14 Mayıs’tan önce toplumun büyük bir çoğunluğu, artık sürekli terörist diye işaret edilmeyen, azarlanmayan, birilerinin öfke, korku ve hınçlarının başkalarının üzerine yönlendirilmediği, huzurlu ve barış içinde bir toplumun yeniden kurulabileceğine inandı. Bu inancın temelinde hiç de ayakları yere basmayan bir umut yoktu. Gayet makul, gayet ayakları yere basan, somut gerçeklere dayanan bir umuttu beslenen. Bu umut suya düşmedi, hala dipdiri orada duruyor. Böyle bir toplumun kurulacağına olan inanç seçimin sonuçlarına rağmen hala boş değil. Yine bu noktada Eaglaton’a kulak verelim:
“İnanç bir güven meselesidir, dolayısıyla bir tür yardımseverlik veya fedakârlık gerektirir. Ötekinin, parmaklarının arasından kayıp gitmenize izin vermeyeceğine duyduğunuz sarsılmaz inançtır ve umudun temelini, ötekinden vazgeçmeyeceğinize duyduğunuz güven oluşturur… Bu bakımdan, umut arzuyu, dolayısıyla kelimenin geniş anlamında sevgiyi içerir. Kişinin neyi hakkıyla umabileceğini gösterense inançtır ve bu iki erdem kaynağını en nihayet yardımseverlikten alır…”[4]

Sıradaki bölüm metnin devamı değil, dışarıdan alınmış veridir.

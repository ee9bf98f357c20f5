//! Integration tests for dependency-ordered seeding

use std::sync::Arc;

use elif_database::backends::{DatabasePool, DatabaseValue};
use elif_database::{DatabaseError, SeedConfig, Seeder, SeederManager, SeederRegistry, SqlSeeder};
use elif_testing::{CallJournal, RecordingSeeder, TestDatabase};

fn manager(db: &TestDatabase, registry: &SeederRegistry, config: SeedConfig) -> SeederManager {
    SeederManager::new(db.pool(), registry, config).unwrap()
}

/// A, B(A), C(A, B), registered dependents first
fn chain(journal: &CallJournal) -> SeederRegistry {
    let registry = SeederRegistry::new();
    registry
        .register(RecordingSeeder::new("C", journal).depends_on(["A", "B"]).into_arc())
        .register(RecordingSeeder::new("B", journal).depends_on(["A"]).into_arc())
        .register(RecordingSeeder::new("A", journal).into_arc());
    registry
}

#[tokio::test]
async fn test_runs_dependencies_first() {
    let db = TestDatabase::new().await.unwrap();
    let journal = CallJournal::new();
    let manager = manager(&db, &chain(&journal), SeedConfig::default());

    let result = manager.run_seeders(None).await.unwrap();

    assert_eq!(result.executed, vec!["A", "B", "C"]);
    assert!(result.is_success());
    assert_eq!(journal.calls_with_prefix("seed:"), vec!["A", "B", "C"]);
    assert_eq!(db.commit_count(), 3);
}

#[tokio::test]
async fn test_empty_name_runs_everything() {
    let db = TestDatabase::new().await.unwrap();
    let journal = CallJournal::new();
    let manager = manager(&db, &chain(&journal), SeedConfig::default());

    let result = manager.run_seeders(Some("  ")).await.unwrap();

    assert_eq!(result.executed, vec!["A", "B", "C"]);
}

#[tokio::test]
async fn test_no_seeders_registered() {
    let db = TestDatabase::new().await.unwrap();
    let manager = manager(&db, &SeederRegistry::new(), SeedConfig::default());

    let result = manager.run_seeders(None).await.unwrap();

    assert!(result.executed.is_empty());
    assert!(result.is_success());
}

#[tokio::test]
async fn test_targeted_run_includes_prerequisites_only() {
    let db = TestDatabase::new().await.unwrap();
    let journal = CallJournal::new();
    let registry = chain(&journal);
    registry
        .register(RecordingSeeder::new("D", &journal).depends_on(["C"]).into_arc())
        .register(RecordingSeeder::new("E", &journal).into_arc());
    let manager = manager(&db, &registry, SeedConfig::default());

    let result = manager.run_seeders(Some("C")).await.unwrap();

    assert_eq!(result.executed, vec!["A", "B", "C"]);
    assert_eq!(journal.calls_with_prefix("seed:"), vec!["A", "B", "C"]);
}

#[tokio::test]
async fn test_cycle_runs_nothing() {
    let db = TestDatabase::new().await.unwrap();
    let journal = CallJournal::new();
    let registry = SeederRegistry::new();
    registry
        .register(RecordingSeeder::new("Z", &journal).into_arc())
        .register(RecordingSeeder::new("X", &journal).depends_on(["Y"]).into_arc())
        .register(RecordingSeeder::new("Y", &journal).depends_on(["X"]).into_arc());
    let manager = manager(&db, &registry, SeedConfig::default());

    let err = manager.run_seeders(None).await.unwrap_err();

    match &err {
        DatabaseError::Cycle(cycle) => {
            let mut members = cycle.members().to_vec();
            members.sort();
            assert_eq!(members, vec!["X", "Y"]);
        }
        other => panic!("expected cycle error, got {:?}", other),
    }
    assert!(err.to_string().starts_with("Circular dependency detected"));
    assert!(journal.calls().is_empty());
    assert_eq!(db.commit_count(), 0);
}

#[tokio::test]
async fn test_targeted_run_outside_cycle_succeeds() {
    let db = TestDatabase::new().await.unwrap();
    let journal = CallJournal::new();
    let registry = SeederRegistry::new();
    registry
        .register(RecordingSeeder::new("Z", &journal).into_arc())
        .register(RecordingSeeder::new("X", &journal).depends_on(["Y"]).into_arc())
        .register(RecordingSeeder::new("Y", &journal).depends_on(["X"]).into_arc());
    let manager = manager(&db, &registry, SeedConfig::default());

    assert_eq!(manager.run_seeders(Some("Z")).await.unwrap().executed, vec!["Z"]);
    assert!(matches!(
        manager.run_seeders(Some("X")).await,
        Err(DatabaseError::Cycle(_))
    ));
}

#[tokio::test]
async fn test_missing_dependency_names_both_seeders() {
    let db = TestDatabase::new().await.unwrap();
    let journal = CallJournal::new();
    let registry = SeederRegistry::new();
    registry
        .register(RecordingSeeder::new("roles", &journal).into_arc())
        .register(RecordingSeeder::new("posts", &journal).depends_on(["users"]).into_arc());
    let manager = manager(&db, &registry, SeedConfig::default());

    let err = manager.run_seeders(None).await.unwrap_err();

    assert!(matches!(err, DatabaseError::Registration(_)));
    let message = err.to_string();
    assert!(message.contains("'posts'"));
    assert!(message.contains("'users'"));
    assert!(journal.calls().is_empty());
}

#[tokio::test]
async fn test_unknown_seeder_name() {
    let db = TestDatabase::new().await.unwrap();
    let journal = CallJournal::new();
    let manager = manager(&db, &chain(&journal), SeedConfig::default());

    let err = manager.run_seeders(Some("nope")).await.unwrap_err();

    assert!(matches!(err, DatabaseError::Registration(_)));
    assert!(journal.calls().is_empty());
}

#[tokio::test]
async fn test_duplicate_seeder_names_are_rejected() {
    let db = TestDatabase::new().await.unwrap();
    let journal = CallJournal::new();
    let registry = SeederRegistry::new();
    registry
        .register(RecordingSeeder::new("users", &journal).into_arc())
        .register(RecordingSeeder::new("users", &journal).into_arc());

    let result = SeederManager::new(db.pool(), &registry, SeedConfig::default());

    assert!(matches!(result, Err(DatabaseError::Registration(_))));
}

fn failing_middle(journal: &CallJournal) -> SeederRegistry {
    let registry = SeederRegistry::new();
    registry
        .register(
            RecordingSeeder::new("A", journal)
                .sql("INSERT INTO log (entry) VALUES ('A')")
                .into_arc(),
        )
        .register(
            RecordingSeeder::new("B", journal)
                .depends_on(["A"])
                .sql("INSERT INTO log (entry) VALUES ('B')")
                .failing()
                .into_arc(),
        )
        .register(
            RecordingSeeder::new("C", journal)
                .sql("INSERT INTO log (entry) VALUES ('C')")
                .into_arc(),
        );
    registry
}

async fn log_table(db: &TestDatabase) {
    db.execute("CREATE TABLE log (entry TEXT)", &[]).await.unwrap();
}

#[tokio::test]
async fn test_fail_fast_stops_at_first_failure() {
    let db = TestDatabase::new().await.unwrap();
    log_table(&db).await;
    let journal = CallJournal::new();
    let manager = manager(&db, &failing_middle(&journal), SeedConfig::default());

    let err = manager.run_seeders(None).await.unwrap_err();

    assert!(matches!(&err, DatabaseError::Execution { unit, .. } if unit == "B"));
    assert_eq!(journal.calls_with_prefix("seed:"), vec!["A", "B"]);
    assert_eq!(db.column_values("log", "entry").await.unwrap(), vec!["A"]);
    assert_eq!(db.rollback_count(), 1);
}

#[tokio::test]
async fn test_best_effort_continues_past_failures() {
    let db = TestDatabase::new().await.unwrap();
    log_table(&db).await;
    let journal = CallJournal::new();
    let manager = manager(&db, &failing_middle(&journal), SeedConfig::best_effort());

    let result = manager.run_seeders(None).await.unwrap();

    assert_eq!(result.executed, vec!["A", "C"]);
    assert_eq!(result.failed.len(), 1);
    assert_eq!(result.failed[0].name, "B");
    assert!(result.failed[0].error.contains("'B'"));
    assert!(!result.is_success());
    assert_eq!(db.column_values("log", "entry").await.unwrap(), vec!["A", "C"]);
}

#[tokio::test]
async fn test_running_twice_runs_twice() {
    let db = TestDatabase::new().await.unwrap();
    let journal = CallJournal::new();
    let manager = manager(&db, &chain(&journal), SeedConfig::default());

    manager.run_seeders(None).await.unwrap();
    manager.run_seeders(None).await.unwrap();

    assert_eq!(journal.calls_with_prefix("seed:"), vec!["A", "B", "C", "A", "B", "C"]);
}

#[tokio::test]
async fn test_sql_seeders_bind_parameters() {
    let db = TestDatabase::new().await.unwrap();
    db.execute("CREATE TABLE users (id INTEGER PRIMARY KEY AUTOINCREMENT, name VARCHAR(255))", &[])
        .await
        .unwrap();
    db.execute("CREATE TABLE posts (author VARCHAR(255), title VARCHAR(255))", &[])
        .await
        .unwrap();

    let registry = SeederRegistry::new();
    registry
        .register(Arc::new(
            SqlSeeder::new("posts")
                .depends_on(["users"])
                .statement_with(
                    "INSERT INTO posts (author, title) VALUES (?, ?)",
                    vec!["ada".into(), "Notes".into()],
                ),
        ))
        .register(Arc::new(
            SqlSeeder::new("users").statement("INSERT INTO users (name) VALUES ('ada')"),
        ));
    let manager = manager(&db, &registry, SeedConfig::default());

    let result = manager.run_seeders(None).await.unwrap();

    assert_eq!(result.executed, vec!["users", "posts"]);
    assert_eq!(db.rows("users").await.unwrap()[0].get("id"), Some(&DatabaseValue::Int64(1)));
    assert_eq!(db.column_values("posts", "title").await.unwrap(), vec!["Notes"]);
}

#[tokio::test]
async fn test_deep_dependency_chain_resolves() {
    let db = TestDatabase::new().await.unwrap();
    let journal = CallJournal::new();
    let registry = SeederRegistry::new();
    registry.register(RecordingSeeder::new("s0", &journal).into_arc());
    for i in 1..20_000 {
        registry.register(
            RecordingSeeder::new(format!("s{}", i), &journal)
                .depends_on([format!("s{}", i - 1)])
                .into_arc(),
        );
    }
    let manager = manager(&db, &registry, SeedConfig::default());

    let closure = manager.resolver().resolve_for("s19999").unwrap();
    assert_eq!(closure.len(), 20_000);
    assert_eq!(closure[0].name(), "s0");
    assert_eq!(closure[19_999].name(), "s19999");

    assert_eq!(manager.resolver().resolve_all().unwrap().len(), 20_000);
    assert!(manager.list_seeders().resolved);
}

#[tokio::test]
async fn test_list_seeders_in_run_order() {
    let db = TestDatabase::new().await.unwrap();
    let journal = CallJournal::new();
    let manager = manager(&db, &chain(&journal), SeedConfig::default());

    let listing = manager.list_seeders();

    assert!(listing.resolved);
    assert!(listing.warning.is_none());
    let names: Vec<&str> = listing.entries.iter().map(|e| e.name.as_str()).collect();
    assert_eq!(names, vec!["A", "B", "C"]);
    assert_eq!(listing.entries[2].dependencies, vec!["A", "B"]);
    assert!(journal.calls().is_empty());
}

#[tokio::test]
async fn test_list_seeders_falls_back_to_registration_order() {
    let db = TestDatabase::new().await.unwrap();
    let journal = CallJournal::new();
    let registry = chain(&journal);
    registry.register(RecordingSeeder::new("posts", &journal).depends_on(["users"]).into_arc());
    let manager = manager(&db, &registry, SeedConfig::default());

    let listing = manager.list_seeders();

    assert!(!listing.resolved);
    assert!(listing.warning.as_deref().unwrap_or_default().contains("'users'"));
    let names: Vec<&str> = listing.entries.iter().map(|e| e.name.as_str()).collect();
    assert_eq!(names, vec!["C", "B", "A", "posts"]);
}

Bu seçim gerçekten de artık bir inanç meselesi haline gelmiştir. Bu, kutuplaştırılmış ve ortasından ikiye bölünmüş bir toplumun yarısının diğer yarısına karşı inancının tazelenmesi seçimidir. Bütün toplumun içine ekilen nefret tohumlarının ayıklanarak, inanç, umut ve yardımseverlik duygularının beslediği sevgi tohumlarının yeniden ekilmesinin seçimidir önümüzdeki seçim. Bu toplum nefretten, kinden, birbirinden kuşkulanmaktan yoruldu. Bu yorgunlukla güvenli bir yola çıkacak takati kalmadı belki. Belki bu yola birbirimize el vererek son bir gayretle çıkabiliriz. 28 Mayıs’ta aslında her şeyin bitmediğini, en son umudun öldüğünü göstermenin zamanıdır.